--- Source material ---
= Beginning of Section =

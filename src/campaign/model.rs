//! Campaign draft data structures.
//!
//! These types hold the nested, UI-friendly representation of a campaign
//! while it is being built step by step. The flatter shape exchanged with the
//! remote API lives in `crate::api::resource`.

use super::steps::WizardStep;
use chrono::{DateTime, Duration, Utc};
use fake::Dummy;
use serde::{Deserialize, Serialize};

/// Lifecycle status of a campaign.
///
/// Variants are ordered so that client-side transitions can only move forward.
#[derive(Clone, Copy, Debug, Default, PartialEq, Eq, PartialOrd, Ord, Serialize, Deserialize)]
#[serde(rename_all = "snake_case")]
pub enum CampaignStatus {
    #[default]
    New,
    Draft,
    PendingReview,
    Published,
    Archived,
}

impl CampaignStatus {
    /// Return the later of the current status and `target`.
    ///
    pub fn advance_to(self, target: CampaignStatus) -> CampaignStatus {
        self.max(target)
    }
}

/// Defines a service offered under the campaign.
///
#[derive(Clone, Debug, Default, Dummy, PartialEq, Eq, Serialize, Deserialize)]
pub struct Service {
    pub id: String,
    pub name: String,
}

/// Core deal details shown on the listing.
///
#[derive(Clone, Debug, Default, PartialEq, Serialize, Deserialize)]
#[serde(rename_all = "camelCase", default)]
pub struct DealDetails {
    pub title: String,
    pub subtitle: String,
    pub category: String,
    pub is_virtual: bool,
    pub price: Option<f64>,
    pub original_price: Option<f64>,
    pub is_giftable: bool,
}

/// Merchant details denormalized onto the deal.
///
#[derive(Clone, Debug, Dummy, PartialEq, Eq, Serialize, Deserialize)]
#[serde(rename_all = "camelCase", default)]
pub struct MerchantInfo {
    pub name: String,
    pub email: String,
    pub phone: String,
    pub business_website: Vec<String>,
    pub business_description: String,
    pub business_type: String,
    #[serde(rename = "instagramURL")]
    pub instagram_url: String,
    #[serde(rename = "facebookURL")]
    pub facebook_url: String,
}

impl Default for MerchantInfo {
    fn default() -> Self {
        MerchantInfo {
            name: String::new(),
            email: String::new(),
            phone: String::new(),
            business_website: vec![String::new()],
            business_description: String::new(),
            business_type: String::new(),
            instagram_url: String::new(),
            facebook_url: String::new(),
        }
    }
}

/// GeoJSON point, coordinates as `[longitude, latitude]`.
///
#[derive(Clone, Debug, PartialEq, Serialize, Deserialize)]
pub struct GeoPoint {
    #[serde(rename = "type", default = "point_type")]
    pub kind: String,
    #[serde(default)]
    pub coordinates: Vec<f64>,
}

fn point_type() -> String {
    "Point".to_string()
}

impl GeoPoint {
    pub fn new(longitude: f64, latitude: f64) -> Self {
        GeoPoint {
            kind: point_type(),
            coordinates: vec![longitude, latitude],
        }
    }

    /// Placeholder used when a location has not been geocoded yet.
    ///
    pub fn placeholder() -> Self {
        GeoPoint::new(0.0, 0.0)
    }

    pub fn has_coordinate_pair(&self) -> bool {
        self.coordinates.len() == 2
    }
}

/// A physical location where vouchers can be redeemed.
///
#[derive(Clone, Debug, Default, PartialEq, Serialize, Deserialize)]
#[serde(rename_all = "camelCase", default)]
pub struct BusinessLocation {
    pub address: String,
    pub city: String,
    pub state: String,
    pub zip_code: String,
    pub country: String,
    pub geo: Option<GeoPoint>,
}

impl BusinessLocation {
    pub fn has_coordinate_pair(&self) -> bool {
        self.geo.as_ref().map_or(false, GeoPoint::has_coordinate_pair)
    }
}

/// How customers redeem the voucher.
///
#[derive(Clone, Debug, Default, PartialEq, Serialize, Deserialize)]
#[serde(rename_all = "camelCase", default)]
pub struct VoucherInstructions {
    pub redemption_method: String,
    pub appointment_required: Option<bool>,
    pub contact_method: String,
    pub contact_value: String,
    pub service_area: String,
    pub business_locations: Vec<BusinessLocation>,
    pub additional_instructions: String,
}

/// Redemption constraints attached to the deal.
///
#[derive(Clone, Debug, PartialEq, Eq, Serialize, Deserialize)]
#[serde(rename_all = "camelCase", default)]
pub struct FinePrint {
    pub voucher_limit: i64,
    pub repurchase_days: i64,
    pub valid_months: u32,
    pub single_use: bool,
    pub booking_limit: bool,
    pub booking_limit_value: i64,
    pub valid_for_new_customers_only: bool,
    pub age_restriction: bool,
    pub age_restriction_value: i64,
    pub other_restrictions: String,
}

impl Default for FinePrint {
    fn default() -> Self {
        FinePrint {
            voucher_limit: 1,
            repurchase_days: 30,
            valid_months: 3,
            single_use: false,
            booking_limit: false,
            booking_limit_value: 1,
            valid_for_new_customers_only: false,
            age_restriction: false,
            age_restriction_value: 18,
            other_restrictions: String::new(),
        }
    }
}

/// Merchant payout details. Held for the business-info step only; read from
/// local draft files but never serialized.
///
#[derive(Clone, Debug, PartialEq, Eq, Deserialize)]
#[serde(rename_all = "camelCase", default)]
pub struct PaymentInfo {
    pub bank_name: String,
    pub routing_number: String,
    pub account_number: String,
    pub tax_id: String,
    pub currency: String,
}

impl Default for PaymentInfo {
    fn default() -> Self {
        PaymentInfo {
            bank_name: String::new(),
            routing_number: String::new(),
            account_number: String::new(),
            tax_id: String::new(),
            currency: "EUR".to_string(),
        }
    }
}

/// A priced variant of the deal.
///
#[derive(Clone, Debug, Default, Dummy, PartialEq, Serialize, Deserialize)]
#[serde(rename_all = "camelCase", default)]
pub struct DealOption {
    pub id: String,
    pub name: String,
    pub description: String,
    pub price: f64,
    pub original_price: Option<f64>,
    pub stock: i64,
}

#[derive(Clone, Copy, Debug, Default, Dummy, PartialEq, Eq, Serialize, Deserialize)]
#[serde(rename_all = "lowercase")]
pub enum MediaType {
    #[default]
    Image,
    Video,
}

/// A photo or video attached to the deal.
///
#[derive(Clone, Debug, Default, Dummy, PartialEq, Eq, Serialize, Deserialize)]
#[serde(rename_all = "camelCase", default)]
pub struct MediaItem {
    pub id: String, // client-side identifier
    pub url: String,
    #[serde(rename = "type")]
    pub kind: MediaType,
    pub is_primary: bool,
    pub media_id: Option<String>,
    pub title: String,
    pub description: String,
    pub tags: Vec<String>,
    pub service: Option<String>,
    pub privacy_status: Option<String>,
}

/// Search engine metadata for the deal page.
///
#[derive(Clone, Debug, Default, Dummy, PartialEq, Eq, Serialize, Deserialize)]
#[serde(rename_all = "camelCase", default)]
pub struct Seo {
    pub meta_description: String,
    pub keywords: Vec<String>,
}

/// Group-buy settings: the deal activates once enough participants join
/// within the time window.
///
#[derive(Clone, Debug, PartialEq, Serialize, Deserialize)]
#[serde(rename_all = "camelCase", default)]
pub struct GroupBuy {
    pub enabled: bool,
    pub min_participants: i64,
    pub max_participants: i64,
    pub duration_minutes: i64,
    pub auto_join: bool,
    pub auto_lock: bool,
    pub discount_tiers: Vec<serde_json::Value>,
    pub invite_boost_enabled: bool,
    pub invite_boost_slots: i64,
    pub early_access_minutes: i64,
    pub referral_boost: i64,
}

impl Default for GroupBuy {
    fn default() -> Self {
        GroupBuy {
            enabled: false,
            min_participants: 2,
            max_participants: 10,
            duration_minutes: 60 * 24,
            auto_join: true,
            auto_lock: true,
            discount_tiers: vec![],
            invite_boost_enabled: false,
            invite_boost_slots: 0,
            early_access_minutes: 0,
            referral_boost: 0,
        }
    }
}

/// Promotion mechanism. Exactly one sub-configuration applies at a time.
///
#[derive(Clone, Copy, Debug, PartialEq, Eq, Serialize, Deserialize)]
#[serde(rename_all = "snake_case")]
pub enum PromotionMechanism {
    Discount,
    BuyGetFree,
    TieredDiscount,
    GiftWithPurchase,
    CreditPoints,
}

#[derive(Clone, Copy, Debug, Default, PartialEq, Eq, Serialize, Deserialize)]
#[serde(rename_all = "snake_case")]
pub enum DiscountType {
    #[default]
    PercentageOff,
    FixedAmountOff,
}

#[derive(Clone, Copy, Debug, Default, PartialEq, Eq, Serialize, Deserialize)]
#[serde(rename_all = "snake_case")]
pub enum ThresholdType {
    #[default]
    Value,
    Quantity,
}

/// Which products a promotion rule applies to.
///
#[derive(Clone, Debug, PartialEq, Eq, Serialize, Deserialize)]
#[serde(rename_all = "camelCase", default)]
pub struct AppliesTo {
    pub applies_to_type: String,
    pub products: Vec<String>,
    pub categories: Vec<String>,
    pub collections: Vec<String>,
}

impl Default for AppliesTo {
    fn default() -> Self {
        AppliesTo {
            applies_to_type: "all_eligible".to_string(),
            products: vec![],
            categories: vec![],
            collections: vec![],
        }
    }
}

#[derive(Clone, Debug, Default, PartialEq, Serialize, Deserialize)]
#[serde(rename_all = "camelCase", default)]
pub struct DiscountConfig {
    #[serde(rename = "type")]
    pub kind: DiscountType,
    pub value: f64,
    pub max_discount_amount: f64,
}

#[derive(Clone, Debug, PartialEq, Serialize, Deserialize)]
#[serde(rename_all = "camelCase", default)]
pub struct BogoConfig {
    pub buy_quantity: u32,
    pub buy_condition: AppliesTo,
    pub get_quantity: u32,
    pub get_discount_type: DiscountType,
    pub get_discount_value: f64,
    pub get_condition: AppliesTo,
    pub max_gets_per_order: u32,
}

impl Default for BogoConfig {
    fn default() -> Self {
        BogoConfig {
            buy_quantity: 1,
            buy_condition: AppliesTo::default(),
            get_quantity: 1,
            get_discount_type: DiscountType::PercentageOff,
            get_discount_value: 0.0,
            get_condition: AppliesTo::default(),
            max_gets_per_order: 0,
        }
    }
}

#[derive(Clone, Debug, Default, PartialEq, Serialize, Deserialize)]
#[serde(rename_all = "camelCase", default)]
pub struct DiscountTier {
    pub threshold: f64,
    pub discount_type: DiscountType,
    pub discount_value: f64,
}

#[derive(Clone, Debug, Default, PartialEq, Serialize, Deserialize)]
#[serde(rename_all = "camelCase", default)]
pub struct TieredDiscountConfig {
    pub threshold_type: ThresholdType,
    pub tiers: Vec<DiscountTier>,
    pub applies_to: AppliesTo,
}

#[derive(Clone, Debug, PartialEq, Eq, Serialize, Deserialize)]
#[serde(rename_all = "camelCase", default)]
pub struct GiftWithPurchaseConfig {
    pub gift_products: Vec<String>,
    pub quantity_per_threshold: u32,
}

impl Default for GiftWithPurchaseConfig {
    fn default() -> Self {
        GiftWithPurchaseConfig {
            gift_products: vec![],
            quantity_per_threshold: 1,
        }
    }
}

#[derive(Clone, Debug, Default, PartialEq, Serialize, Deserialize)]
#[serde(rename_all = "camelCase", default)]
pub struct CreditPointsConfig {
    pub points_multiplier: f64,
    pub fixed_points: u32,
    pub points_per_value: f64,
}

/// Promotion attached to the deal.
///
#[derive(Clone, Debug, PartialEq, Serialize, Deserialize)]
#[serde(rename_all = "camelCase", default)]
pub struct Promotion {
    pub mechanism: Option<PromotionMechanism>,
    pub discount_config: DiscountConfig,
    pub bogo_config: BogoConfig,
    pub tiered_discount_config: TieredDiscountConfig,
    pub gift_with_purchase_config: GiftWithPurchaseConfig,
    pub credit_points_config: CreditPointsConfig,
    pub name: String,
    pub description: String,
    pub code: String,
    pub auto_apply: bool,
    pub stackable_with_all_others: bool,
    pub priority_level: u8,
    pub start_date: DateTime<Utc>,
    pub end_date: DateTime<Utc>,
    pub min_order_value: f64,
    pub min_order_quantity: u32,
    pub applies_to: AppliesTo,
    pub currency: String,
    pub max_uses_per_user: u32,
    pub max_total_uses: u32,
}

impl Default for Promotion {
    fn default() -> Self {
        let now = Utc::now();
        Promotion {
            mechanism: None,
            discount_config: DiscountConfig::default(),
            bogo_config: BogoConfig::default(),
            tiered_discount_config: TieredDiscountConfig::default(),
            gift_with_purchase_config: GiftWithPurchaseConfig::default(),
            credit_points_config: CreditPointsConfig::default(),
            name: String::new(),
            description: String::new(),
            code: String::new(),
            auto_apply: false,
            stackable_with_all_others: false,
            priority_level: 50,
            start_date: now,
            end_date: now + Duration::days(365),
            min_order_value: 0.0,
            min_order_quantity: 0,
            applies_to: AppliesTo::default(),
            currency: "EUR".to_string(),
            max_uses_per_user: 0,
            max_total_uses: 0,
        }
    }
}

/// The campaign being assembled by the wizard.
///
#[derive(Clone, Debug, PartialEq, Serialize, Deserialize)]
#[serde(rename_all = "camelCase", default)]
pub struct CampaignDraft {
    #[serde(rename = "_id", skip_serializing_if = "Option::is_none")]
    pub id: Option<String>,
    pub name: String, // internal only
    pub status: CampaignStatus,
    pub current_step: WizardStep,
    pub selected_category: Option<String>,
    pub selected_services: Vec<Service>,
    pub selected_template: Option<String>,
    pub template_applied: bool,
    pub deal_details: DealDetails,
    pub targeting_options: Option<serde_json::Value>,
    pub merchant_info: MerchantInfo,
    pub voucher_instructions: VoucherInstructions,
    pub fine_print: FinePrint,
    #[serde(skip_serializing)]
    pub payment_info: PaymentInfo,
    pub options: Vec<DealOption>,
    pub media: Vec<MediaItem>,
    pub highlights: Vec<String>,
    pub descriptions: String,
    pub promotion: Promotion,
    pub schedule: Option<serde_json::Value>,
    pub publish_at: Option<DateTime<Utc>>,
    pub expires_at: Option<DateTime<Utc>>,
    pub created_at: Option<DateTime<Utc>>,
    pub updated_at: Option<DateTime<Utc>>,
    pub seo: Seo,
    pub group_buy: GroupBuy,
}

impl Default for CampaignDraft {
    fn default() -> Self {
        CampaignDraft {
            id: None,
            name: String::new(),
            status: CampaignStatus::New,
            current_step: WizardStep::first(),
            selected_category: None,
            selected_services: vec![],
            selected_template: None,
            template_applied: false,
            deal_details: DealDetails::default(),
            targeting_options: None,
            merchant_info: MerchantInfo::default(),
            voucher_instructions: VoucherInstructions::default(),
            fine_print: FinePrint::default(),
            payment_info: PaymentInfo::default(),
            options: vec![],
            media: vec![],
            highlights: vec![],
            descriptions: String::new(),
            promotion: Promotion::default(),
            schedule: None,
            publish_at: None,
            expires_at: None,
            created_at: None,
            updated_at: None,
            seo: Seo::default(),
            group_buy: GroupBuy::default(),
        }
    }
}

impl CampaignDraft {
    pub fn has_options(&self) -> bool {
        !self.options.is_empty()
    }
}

= End of Section =
= Beginning of Section =

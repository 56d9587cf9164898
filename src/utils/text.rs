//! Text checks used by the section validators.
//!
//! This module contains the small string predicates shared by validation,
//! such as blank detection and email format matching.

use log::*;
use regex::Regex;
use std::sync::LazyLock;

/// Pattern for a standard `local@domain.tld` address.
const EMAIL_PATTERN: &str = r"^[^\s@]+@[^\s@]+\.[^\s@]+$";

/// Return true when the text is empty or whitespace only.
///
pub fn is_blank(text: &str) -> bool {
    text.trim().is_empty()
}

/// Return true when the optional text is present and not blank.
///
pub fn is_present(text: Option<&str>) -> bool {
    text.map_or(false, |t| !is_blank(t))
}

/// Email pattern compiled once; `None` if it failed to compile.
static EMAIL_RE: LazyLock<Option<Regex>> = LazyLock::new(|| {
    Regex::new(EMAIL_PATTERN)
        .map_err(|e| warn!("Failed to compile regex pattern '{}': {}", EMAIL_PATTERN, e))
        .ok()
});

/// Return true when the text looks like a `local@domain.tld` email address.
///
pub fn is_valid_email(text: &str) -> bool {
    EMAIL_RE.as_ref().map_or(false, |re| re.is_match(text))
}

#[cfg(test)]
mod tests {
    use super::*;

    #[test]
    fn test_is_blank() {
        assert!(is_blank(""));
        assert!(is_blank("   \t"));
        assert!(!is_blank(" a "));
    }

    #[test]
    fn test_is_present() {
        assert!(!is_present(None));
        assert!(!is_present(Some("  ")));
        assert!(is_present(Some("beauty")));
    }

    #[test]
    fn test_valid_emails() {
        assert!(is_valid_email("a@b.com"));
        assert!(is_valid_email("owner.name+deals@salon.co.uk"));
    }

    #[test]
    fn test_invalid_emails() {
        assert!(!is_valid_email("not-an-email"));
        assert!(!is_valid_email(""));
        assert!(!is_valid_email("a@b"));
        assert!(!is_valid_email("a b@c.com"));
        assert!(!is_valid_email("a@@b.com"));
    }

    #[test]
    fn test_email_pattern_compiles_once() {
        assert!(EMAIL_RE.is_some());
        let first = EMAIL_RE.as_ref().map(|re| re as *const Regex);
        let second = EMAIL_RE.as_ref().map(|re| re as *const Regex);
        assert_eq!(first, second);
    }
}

= End of Section =
= Beginning of Section =

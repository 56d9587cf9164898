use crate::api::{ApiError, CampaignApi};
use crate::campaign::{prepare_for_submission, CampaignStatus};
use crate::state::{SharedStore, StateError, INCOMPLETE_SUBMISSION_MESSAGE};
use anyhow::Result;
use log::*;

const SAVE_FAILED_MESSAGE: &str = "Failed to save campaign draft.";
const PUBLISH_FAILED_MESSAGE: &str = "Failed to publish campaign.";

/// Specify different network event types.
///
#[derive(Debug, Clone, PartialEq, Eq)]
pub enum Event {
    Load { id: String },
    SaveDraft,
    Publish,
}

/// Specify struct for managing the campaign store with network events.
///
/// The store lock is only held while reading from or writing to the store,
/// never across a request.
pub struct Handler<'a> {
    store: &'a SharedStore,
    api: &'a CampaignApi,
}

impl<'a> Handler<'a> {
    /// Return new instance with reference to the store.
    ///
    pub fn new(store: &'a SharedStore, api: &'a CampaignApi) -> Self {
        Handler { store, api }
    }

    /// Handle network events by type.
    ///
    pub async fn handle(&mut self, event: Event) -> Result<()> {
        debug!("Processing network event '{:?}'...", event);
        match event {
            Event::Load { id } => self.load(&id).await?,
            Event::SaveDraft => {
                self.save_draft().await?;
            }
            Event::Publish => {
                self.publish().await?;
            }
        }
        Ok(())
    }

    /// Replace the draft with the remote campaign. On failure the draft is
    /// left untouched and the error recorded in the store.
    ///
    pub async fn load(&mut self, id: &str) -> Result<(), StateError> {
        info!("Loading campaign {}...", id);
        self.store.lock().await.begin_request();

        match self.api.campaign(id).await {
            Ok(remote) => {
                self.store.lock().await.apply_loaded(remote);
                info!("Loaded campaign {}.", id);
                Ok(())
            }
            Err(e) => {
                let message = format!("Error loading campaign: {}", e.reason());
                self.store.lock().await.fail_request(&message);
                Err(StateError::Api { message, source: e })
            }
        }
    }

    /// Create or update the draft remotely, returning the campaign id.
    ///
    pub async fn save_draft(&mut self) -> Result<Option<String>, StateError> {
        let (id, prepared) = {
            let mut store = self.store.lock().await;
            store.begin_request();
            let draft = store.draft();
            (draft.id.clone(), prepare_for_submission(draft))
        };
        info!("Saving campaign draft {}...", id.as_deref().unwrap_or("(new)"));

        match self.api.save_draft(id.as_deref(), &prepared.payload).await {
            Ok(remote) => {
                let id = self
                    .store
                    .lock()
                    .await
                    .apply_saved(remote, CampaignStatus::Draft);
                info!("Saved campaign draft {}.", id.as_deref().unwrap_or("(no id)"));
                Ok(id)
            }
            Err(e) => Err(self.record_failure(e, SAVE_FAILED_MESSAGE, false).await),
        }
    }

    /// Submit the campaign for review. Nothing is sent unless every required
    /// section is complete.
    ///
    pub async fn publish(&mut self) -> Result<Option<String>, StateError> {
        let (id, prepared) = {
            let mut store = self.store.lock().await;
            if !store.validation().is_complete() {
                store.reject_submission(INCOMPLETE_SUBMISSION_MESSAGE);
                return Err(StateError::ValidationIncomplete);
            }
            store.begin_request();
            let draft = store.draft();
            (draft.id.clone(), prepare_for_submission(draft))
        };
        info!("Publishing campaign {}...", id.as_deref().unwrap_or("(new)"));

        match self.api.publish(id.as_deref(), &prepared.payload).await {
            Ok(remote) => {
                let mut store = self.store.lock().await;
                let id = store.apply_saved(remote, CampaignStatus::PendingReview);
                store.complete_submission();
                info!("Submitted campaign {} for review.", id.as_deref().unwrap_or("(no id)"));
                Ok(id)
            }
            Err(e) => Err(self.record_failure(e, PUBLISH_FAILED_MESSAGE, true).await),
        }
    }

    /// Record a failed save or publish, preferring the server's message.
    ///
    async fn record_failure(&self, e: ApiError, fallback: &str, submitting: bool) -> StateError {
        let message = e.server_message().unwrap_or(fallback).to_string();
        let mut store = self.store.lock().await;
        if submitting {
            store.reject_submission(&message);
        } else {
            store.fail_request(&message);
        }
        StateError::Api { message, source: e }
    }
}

= End of Section =

--- Aim of the exercise ---
Go through the preceding material and copy each line that has the word "submitting".

--- Solution below ---
    async fn record_failure(&self, e: ApiError, fallback: &str, submitting: bool) -> StateError {
        if submitting {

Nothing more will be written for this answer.